DVF as Merchant Martyr in Beijing


Fashion designer Diane von Furstenberg, muse to artists including Chuck Close and Mario Testino, is pursuing the imagination of Chinese customers with the same verve she brought to the American scene in the 1970’s. She is attempting to launch her label and image into the Chinese consumer consciousness with an art inflected retrospective, “Journey of a Dress,” running through May 14 at The Pace Gallery’s Beijing venue.

Pace founder Arne Glimcher said that von Furstenberg’s involvement demonstrates a timely Western assessment of new opportunities.”Art is about being open to the new, or you’re lost,” said Glimcher. “China is the new.”

The bulk of the show is 60 vintage and contemporary dresses from von Furstenberg’s personal archive, organized by decade. This begins with the 1973 “Wrap dress,” which epitomized an era of changing social codes and wide-scale introduction of women to the workforce.

Chinese contemporary artists were then asked to take the designer as the subject of a new artwork, and the results evidence either von Furstenberg’s international aura, or the artists’ lofty approach to portraiture. The four prominent Chinese artists are: photographer Hai Bo, conceptual artist Zhang Huan, painter Li Songsong, and multimedia artist Yi Zhou.

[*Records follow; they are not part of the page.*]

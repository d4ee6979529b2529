//! Error taxonomy for a run.
//!
//! Listing and planning errors abort the whole run; fetch and write errors are
//! scoped to one task and recorded in the report.

use std::path::PathBuf;
use std::time::Duration;

use crate::url_model::FilenameError;

/// A single HTTP GET failed (listing page or file body).
#[derive(Debug, thiserror::Error)]
pub enum FetchError {
    /// Server answered with a non-2xx status.
    #[error("GET {url} returned HTTP {status}")]
    Http { url: String, status: u16 },
    /// The HTTP client reported an error (DNS, TLS, connection reset, body read).
    #[error("GET {url} failed: {source}")]
    Request {
        url: String,
        #[source]
        source: reqwest::Error,
    },
    /// Transport-level failure without an underlying client error (used by non-reqwest transports).
    #[error("GET {url} failed: {message}")]
    Connection { url: String, message: String },
    /// No complete response within the per-request timeout.
    #[error("GET {url} timed out after {after:?}")]
    Timeout { url: String, after: Duration },
}

impl FetchError {
    /// HTTP status if the server responded with an error code.
    pub fn status(&self) -> Option<u16> {
        match self {
            FetchError::Http { status, .. } => Some(*status),
            _ => None,
        }
    }
}

/// Failure of one download task. Never aborts sibling tasks.
#[derive(Debug, thiserror::Error)]
pub enum TaskError {
    #[error(transparent)]
    Fetch(#[from] FetchError),
    /// Local filesystem failure (permissions, disk full, ...).
    #[error("failed to write {}: {source}", path.display())]
    Write {
        path: PathBuf,
        #[source]
        source: std::io::Error,
    },
}

/// A raw link could not be turned into a download task.
#[derive(Debug, thiserror::Error)]
pub enum PlanError {
    #[error("malformed link {link}: {source}")]
    MalformedLink {
        link: String,
        #[source]
        source: FilenameError,
    },
}

/// Fatal errors that stop a run before any file is fetched.
#[derive(Debug, thiserror::Error)]
pub enum RunError {
    #[error("failed to fetch listing page {url}")]
    Listing {
        url: String,
        #[source]
        source: FetchError,
    },
    #[error(transparent)]
    Planning(#[from] PlanError),
}
//! CLI parse tests.

use super::{Cli, CliCommand};
use clap::Parser;

pub(super) fn parse(args: &[&str]) -> CliCommand {
    let cli = Cli::try_parse_from(args).unwrap();
    cli.command
}
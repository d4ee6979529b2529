//! `bulkdl fetch`: download every planned file with a progress bar.

use anyhow::Result;
use bulkdl_core::config::RunSettings;
use bulkdl_core::RunReport;
use indicatif::{ProgressBar, ProgressStyle};
use std::time::Instant;

use super::build_orchestrator;

/// Runs the full pipeline. Returns `Ok(false)` when any file failed.
pub async fn run_fetch(settings: RunSettings) -> Result<bool> {
    let started = Instant::now();
    let orchestrator = build_orchestrator(settings)?;
    let plan = orchestrator.plan().await?;

    let bar = progress_bar(plan.len() as u64);
    let mut report = orchestrator
        .execute(plan, |stats| {
            bar.set_position(stats.completed as u64);
            bar.set_message(format!("{:.1} files/s", stats.per_sec()));
            if stats.is_done() {
                bar.finish_and_clear();
            }
        })
        .await;
    bar.finish_and_clear();
    report.elapsed_secs = started.elapsed().as_secs_f64();

    let settings = orchestrator.settings();
    println!(
        "Downloaded {} of {} file(s) to {} ({} bytes, {} jobs, {:.1}s)",
        report.succeeded.len(),
        report.planned,
        settings.destination_dir.display(),
        report.bytes_written(),
        settings.max_concurrent_downloads,
        report.elapsed_secs
    );
    print_problems(&report);
    Ok(report.is_success())
}

fn progress_bar(total: u64) -> ProgressBar {
    let bar = ProgressBar::new(total);
    let style = ProgressStyle::with_template(
        "{prefix} [{elapsed_precise}] {wide_bar} {pos}/{len} ({eta}) {msg}",
    )
    .unwrap_or_else(|_| ProgressStyle::default_bar());
    bar.set_style(style);
    bar.set_prefix("Downloading");
    bar
}

fn print_problems(report: &RunReport) {
    if report.planned == 0 {
        println!("No matching links found on the listing page.");
    }
    for (task, err) in &report.failed {
        eprintln!("  failed  {}: {}", task.filename, err);
    }
    for skipped in &report.skipped {
        eprintln!("  skipped {}: {}", skipped.link, skipped.reason);
    }
    if !report.failed.is_empty() {
        eprintln!("{} file(s) failed.", report.failed.len());
    }
}
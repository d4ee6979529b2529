use bulkdl_core::logging;
use std::process::ExitCode;

mod cli;

use crate::cli::CliCommand;

#[tokio::main]
async fn main() -> ExitCode {
    // Initialize logging as early as possible; fall back to stderr if the state dir is unusable.
    if logging::init_logging().is_err() {
        logging::init_logging_stderr();
    }

    match CliCommand::run_from_args().await {
        Ok(true) => ExitCode::SUCCESS,
        Ok(false) => ExitCode::from(1),
        Err(err) => {
            eprintln!("bulkdl error: {:#}", err);
            ExitCode::from(1)
        }
    }
}
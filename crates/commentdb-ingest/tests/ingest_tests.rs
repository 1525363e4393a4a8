//! Integration tests for CSV ingestion against fixture files

use std::path::PathBuf;

use commentdb_ingest::{CsvIngestor, IngestError, IngestReport};
use proptest::prelude::*;

fn fixture_path() -> PathBuf {
    PathBuf::from(env!("CARGO_MANIFEST_DIR"))
        .join("tests")
        .join("fixtures")
}

fn ingest_fixture(name: &str) -> Result<commentdb_common::ParseResult, IngestError> {
    let bytes = std::fs::read(fixture_path().join(name)).expect("Failed to read fixture");
    CsvIngestor::new().expect("Failed to build ingestor").ingest(&bytes)
}

#[test]
fn test_valid_fixture_parses_every_row() {
    let result = ingest_fixture("valid-10.csv").expect("Failed to ingest");

    assert_eq!(result.valid_records.len(), 10);
    assert!(result.errors.is_empty());

    let first = &result.valid_records[0];
    assert_eq!(first.post_id, 1);
    assert_eq!(first.comment_id, 1);
    assert_eq!(first.name, "Test Post 1");
    assert_eq!(first.email, "user1@example.com");
    assert_eq!(first.body, "This is a test post body");
}

#[test]
fn test_valid_fixture_keeps_file_order() {
    let result = ingest_fixture("valid-10.csv").expect("Failed to ingest");
    let ids: Vec<i64> = result.valid_records.iter().map(|c| c.comment_id).collect();
    assert_eq!(ids, (1..=10).collect::<Vec<_>>());
}

#[test]
fn test_special_characters_fixture() {
    let result = ingest_fixture("special-chars.csv").expect("Failed to ingest");

    assert_eq!(result.valid_records.len(), 3);
    assert!(result.errors.is_empty());

    assert_eq!(result.valid_records[0].name, "Name with \"quotes\", and a comma");
    assert!(result.valid_records[1].body.contains("newlines"));
    assert!(result.valid_records[1].body.contains('\n'));
    assert!(!result.valid_records[2].body.contains("<html>"));
    assert_eq!(result.valid_records[2].body, "Visible text");
}

#[test]
fn test_invalid_email_fixture_rejects_every_row() {
    let result = ingest_fixture("invalid-email.csv").expect("Failed to ingest");

    assert!(result.valid_records.is_empty());
    assert_eq!(result.errors.len(), 3);
    for (idx, error) in result.errors.iter().enumerate() {
        assert_eq!(error.row, idx + 1);
        assert!(error.reason.to_lowercase().contains("email"));
    }
}

#[test]
fn test_missing_column_fixture_is_fatal() {
    match ingest_fixture("missing-column.csv") {
        Err(IngestError::MissingHeaders(missing)) => assert_eq!(missing, vec!["email"]),
        other => panic!("expected missing header error, got {:?}", other),
    }
}

#[test]
fn test_header_only_fixture_is_empty() {
    let result = ingest_fixture("empty.csv").expect("Failed to ingest");
    assert!(result.valid_records.is_empty());
    assert!(result.errors.is_empty());
}

#[test]
fn test_report_for_mixed_file() {
    let csv = "postId,id,name,email,body\n\
               1,1,Valid,valid@example.com,Body\n\
               x,2,Invalid,valid@example.com,Body\n\
               3,3,Valid,valid3@example.com,Body\n";
    let result = commentdb_ingest::ingest(csv.as_bytes()).expect("Failed to ingest");
    let report = IngestReport::from_parse(&result);

    assert_eq!(report.total_rows, 3);
    assert_eq!(report.successful_rows, 2);
    assert_eq!(report.failed_rows, 1);
    assert_eq!(report.errors[0].row, 2);
    assert_eq!(report.errors[0].reason, "postId must be a valid number");
}

fn row_strategy() -> impl Strategy<Value = (bool, String)> {
    prop_oneof![
        Just((true, "ok@example.com".to_string())),
        Just((false, "not-an-email".to_string())),
        "[a-z]{1,8}@[a-z]{1,8}\\.[a-z]{2,4}".prop_map(|email| (true, email)),
    ]
}

proptest! {
    #[test]
    fn prop_rows_partition_in_file_order(rows in proptest::collection::vec(row_strategy(), 0..40)) {
        let mut csv = String::from("postId,id,name,email,body\n");
        for (idx, (_, email)) in rows.iter().enumerate() {
            csv.push_str(&format!("1,{},Name {},{},Body\n", idx + 1, idx, email));
        }

        let result = commentdb_ingest::ingest(csv.as_bytes()).unwrap();
        let expected_bad: Vec<usize> = rows
            .iter()
            .enumerate()
            .filter(|(_, (valid, _))| !valid)
            .map(|(idx, _)| idx + 1)
            .collect();
        let expected_good: Vec<i64> = rows
            .iter()
            .enumerate()
            .filter(|(_, (valid, _))| *valid)
            .map(|(idx, _)| idx as i64 + 1)
            .collect();

        prop_assert_eq!(result.total_rows(), rows.len());
        prop_assert_eq!(result.errors.iter().map(|e| e.row).collect::<Vec<_>>(), expected_bad);
        prop_assert_eq!(
            result.valid_records.iter().map(|c| c.comment_id).collect::<Vec<_>>(),
            expected_good
        );
    }
}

Yi Zhou’s animated portraits were, inspired, somewhat ominously, by what the artist described to A.i.A. as “Diane von Furstenberg who is like a religion, a Madonna.” Yi renders von Furstenberg in a 3-D video, in which Michelle Obama, Wonder Woman, Marlene Dietrich, Elizabeth Taylor, Mother Teresa emerge from her mouth.

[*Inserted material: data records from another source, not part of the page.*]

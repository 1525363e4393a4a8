//! commentdb Ingest - offline CSV checker

use std::path::PathBuf;
use std::process;

use anyhow::{Context, Result};
use clap::{Parser, Subcommand};
use commentdb_common::logging::{init_logging, LogConfig, LogLevel};
use commentdb_ingest::{CsvIngestor, IngestError, IngestReport};
use tracing::{error, info};

#[derive(Parser, Debug)]
#[command(name = "commentdb-ingest")]
#[command(author, version, about = "Validate comment CSV files without touching the database")]
struct Cli {
    #[command(subcommand)]
    command: Command,

    /// Verbose output
    #[arg(short, long, global = true)]
    verbose: bool,
}

#[derive(Subcommand, Debug)]
enum Command {
    /// Parse and validate a CSV file, then print a summary
    Check {
        /// CSV file to check
        file: PathBuf,

        /// Print the report as JSON
        #[arg(long)]
        json: bool,
    },
}

fn main() {
    let cli = Cli::parse();

    let log_level = if cli.verbose {
        LogLevel::Debug
    } else {
        LogLevel::Warn
    };
    let log_config = LogConfig::builder()
        .level(log_level)
        .log_file_prefix("commentdb-ingest")
        .build();
    let log_config = log_config.clone().merge_env().unwrap_or(log_config);

    // The checker still works without a subscriber.
    let _ = init_logging(&log_config);

    if let Err(e) = run(cli.command) {
        error!(error = %e, "Check failed");
        eprintln!("Error: {:#}", e);
        process::exit(1);
    }
}

fn run(command: Command) -> Result<()> {
    match command {
        Command::Check { file, json } => {
            let bytes = std::fs::read(&file)
                .with_context(|| format!("Failed to read {}", file.display()))?;

            let ingestor = CsvIngestor::new()?;
            let result = match ingestor.ingest(&bytes) {
                Ok(result) => result,
                Err(e @ IngestError::MissingHeaders(_)) => {
                    return Err(e).with_context(|| format!("{} is not a comment CSV", file.display()))
                },
                Err(e) => return Err(e.into()),
            };

            let report = IngestReport::from_parse(&result);
            info!(
                file = %file.display(),
                total_rows = report.total_rows,
                failed_rows = report.failed_rows,
                "File checked"
            );

            if json {
                println!("{}", serde_json::to_string_pretty(&report)?);
            } else {
                println!("{}", report);
            }
            Ok(())
        },
    }
}
//! Connection pool setup and database probes

use sqlx::postgres::{PgPool, PgPoolOptions};
use std::time::Duration;
use thiserror::Error;

use crate::config::DatabaseConfig;

/// Database operation errors with contextual information
#[derive(Error, Debug)]
pub enum DbError {
    /// SQL query or connection error
    #[error("Database query failed: {0}")]
    Sqlx(#[from] sqlx::Error),

    /// Schema migration failed
    #[error("Database migration failed: {0}")]
    Migrate(#[from] sqlx::migrate::MigrateError),

    /// Database configuration is invalid or missing
    #[error("Database configuration error: {0}. Check DATABASE_URL and connection settings.")]
    Config(String),
}

pub type DbResult<T> = Result<T, DbError>;

/// Build the shared pool from configuration
pub async fn create_pool(config: &DatabaseConfig) -> DbResult<PgPool> {
    if config.url.is_empty() {
        return Err(DbError::Config("DATABASE_URL is empty".to_string()));
    }

    let pool = PgPoolOptions::new()
        .max_connections(config.max_connections)
        .min_connections(config.min_connections)
        .acquire_timeout(Duration::from_secs(config.connect_timeout_secs))
        .idle_timeout(Duration::from_secs(config.idle_timeout_secs))
        .connect(&config.url)
        .await?;

    tracing::info!(
        max_connections = config.max_connections,
        min_connections = config.min_connections,
        "Database connection pool created"
    );

    Ok(pool)
}

/// Apply the workspace migrations
pub async fn run_migrations(pool: &PgPool) -> DbResult<()> {
    sqlx::migrate!("../../migrations").run(pool).await?;
    tracing::info!("Database migrations completed");
    Ok(())
}

pub async fn health_check(pool: &PgPool) -> DbResult<()> {
    sqlx::query("SELECT 1")
        .execute(pool)
        .await
        .map(|_| ())
        .map_err(DbError::from)
}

Zhang Huan depicts the Chinese and American flags using ashes collected from historic Buddhist temples in the metropolis of Shanghai, an attempt to showcase fading traditions, and China’s new position on the world stage.  The flags were presented as a triptych with von Furstenberg in the middle, depicted as a martyr, a strange image for a fashion maven with global aspirations.